More than three decades ago, when the the North Carolina Rural Center was founded, 85 counties in the state were considered rural. After the last census, it is down to 78.
The nonprofit group looks at population of a county to determine its status as urban, suburban or rural. After the last census, Johnston and Onslow counties gained a suburban designation as both counties saw significant growth.
Metro areas are seeing the most growth and the urban sprawl is expanding far beyond city limits, data shows.
But the growth in some places, means population loss in others. More than half of the state’s counties lost people between the 2010 and 2020 census surveys. All of them are rural.
Where Patrick Woodie grew up is one of them.
“Piney Creek in Alleghany County is my center of the universe,” said Woodie, the executive director and president of NC Rural Center. “And it’s the place where I feel most at home.”
Woodie is a Triangle resident now. He first moved away from Piney Creek to attend Wake Forest University. Then, he went back after receiving his law degree to work in economic development.
“I know what it’s like to grow up in an area where you don’t have everything you want,” Woodie said.
Woodie’s face filled with delight as he talked about the community, which he returns to often to visit his mother. He reminisced about his grade school principal, saying she was a role model.
In Woodie’s role now, he works with all of the state’s rural counties. He says his upbringing helps him relate to all people and he can help them find their strengths – a skill useful to have as the rural center is a nonprofit organization focused on economic development.
Woodie considers North Carolina to be a primarily rural state still. The data is uncertain though. About one-third of residents live in areas designated by the census as rural but more than 90% of the state’s land is rural.

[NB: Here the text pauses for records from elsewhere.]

mod dimension;
mod error;
mod manager;
mod observer;
mod params;
mod update;

pub use dimension::Dimension;
pub use error::{PenaltyError, PenaltyResult};
pub use manager::{PenaltyCoefficients, PenaltyManager};
pub use observer::{PenaltyObserver, PenaltyUpdate, TracingObserver};
pub use params::PenaltyParams;
pub use salvage_structs::{Cost, CostEvaluator, SolutionStats};
pub use update::{compute_penalty, DEAD_ZONE, MAX_PENALTY, MIN_PENALTY, PENALTY_NUDGE};
use crate::params::PenaltyParams;
use crate::update::compute_penalty;
use salvage_structs::Cost;
use serde::{Deserialize, Serialize};

/// A constraint class whose violations are penalised.
#[derive(Serialize, Deserialize, Debug, Clone, Copy, PartialEq, Eq, Hash)]
#[serde(rename_all = "snake_case")]
pub enum Dimension {
    Weight,
    Volume,
    Salvage,
    TimeWarp,
}

impl Dimension {
    pub const ALL: [Dimension; 4] = [
        Dimension::Weight,
        Dimension::Volume,
        Dimension::Salvage,
        Dimension::TimeWarp,
    ];

    #[inline(always)]
    pub(crate) fn index(self) -> usize {
        self as usize
    }
}

impl std::fmt::Display for Dimension {
    fn fmt(&self, f: &mut std::fmt::Formatter<'_>) -> std::fmt::Result {
        let name = match self {
            Dimension::Weight => "weight",
            Dimension::Volume => "volume",
            Dimension::Salvage => "salvage",
            Dimension::TimeWarp => "time warp",
        };
        f.write_str(name)
    }
}

/// Penalty coefficient of one dimension together with the feasibility
/// registrations gathered since its last update.
///
/// Only built by [`crate::PenaltyManager`] from validated parameters.
#[derive(Debug, Clone)]
pub(crate) struct DimensionController {
    penalty: Cost,
    window_size: usize,
    window: Vec<bool>,
}

impl DimensionController {
    pub(crate) fn new(params: &PenaltyParams, dimension: Dimension) -> Self {
        let window_size = params.num_registrations_between_penalty_updates;
        Self {
            penalty: params.initial_penalty(dimension),
            window_size,
            window: Vec::with_capacity(window_size),
        }
    }

    pub(crate) fn penalty(&self) -> Cost {
        self.penalty
    }

    /// Registrations waiting in the window.
    pub(crate) fn num_pending(&self) -> usize {
        self.window.len()
    }

    /// Appends one registration. Once the window holds `window_size` entries
    /// it is consumed: the penalty is recomputed from the feasible fraction
    /// and the window is cleared. Returns the feasible fraction of the
    /// consumed window, if any.
    pub(crate) fn register(&mut self, is_feasible: bool, params: &PenaltyParams) -> Option<f64> {
        self.window.push(is_feasible);
        if self.window.len() < self.window_size {
            return None;
        }

        let num_feasible = self.window.iter().filter(|&&b| b).count();
        let feasible_fraction = num_feasible as f64 / self.window.len() as f64;
        self.penalty = compute_penalty(
            self.penalty,
            feasible_fraction,
            params.target_feasible,
            params.penalty_increase,
            params.penalty_decrease,
        );
        self.window.clear();
        Some(feasible_fraction)
    }
}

“I think [North Carolina] is a good model for the changing face of the southeast and the nation in general,” said Bob Coats, the state’s census liaison. “These very rural communities are now changing.”
Coats was born and raised in Johnston County and points to his own hometown as an example of this.
Rural counties are losing residents right now as urban areas see booming population growth but not space. Between the two most recent dicennial census surveys, the urban area footprint in the state decreased by 86.17 square miles, but the urban area population increased by more than 662,000.
“The growth of urban areas is taking a bigger and bigger chunk of our population,” Coats said.
Certain funding requires areas to have an urban or rural designation. That’s on top of general federal funding in general. Coats’ office estimates each person counted by the census brings in about $2,000 for a community. Rural communities seeing a decline in population means they’re receiving less money.
Woodie says keeping people there is important. He says his organization has been working with counties so they can build programs in community colleges, which meet the needs of the areas they’re in. He also says that as we see the state’s economy grow, these rural counties need to look at their assets and have to reimagine their identities.
“Rural should not measure success by trying to be like urban places,” Woodie said. “We need to look at that very differently.”
The census will release its next batch of data in May. This data provides a detailed look at household demographics, which will help areas have a better idea of people moving away or to a community. The data is important for funding and policy decisions.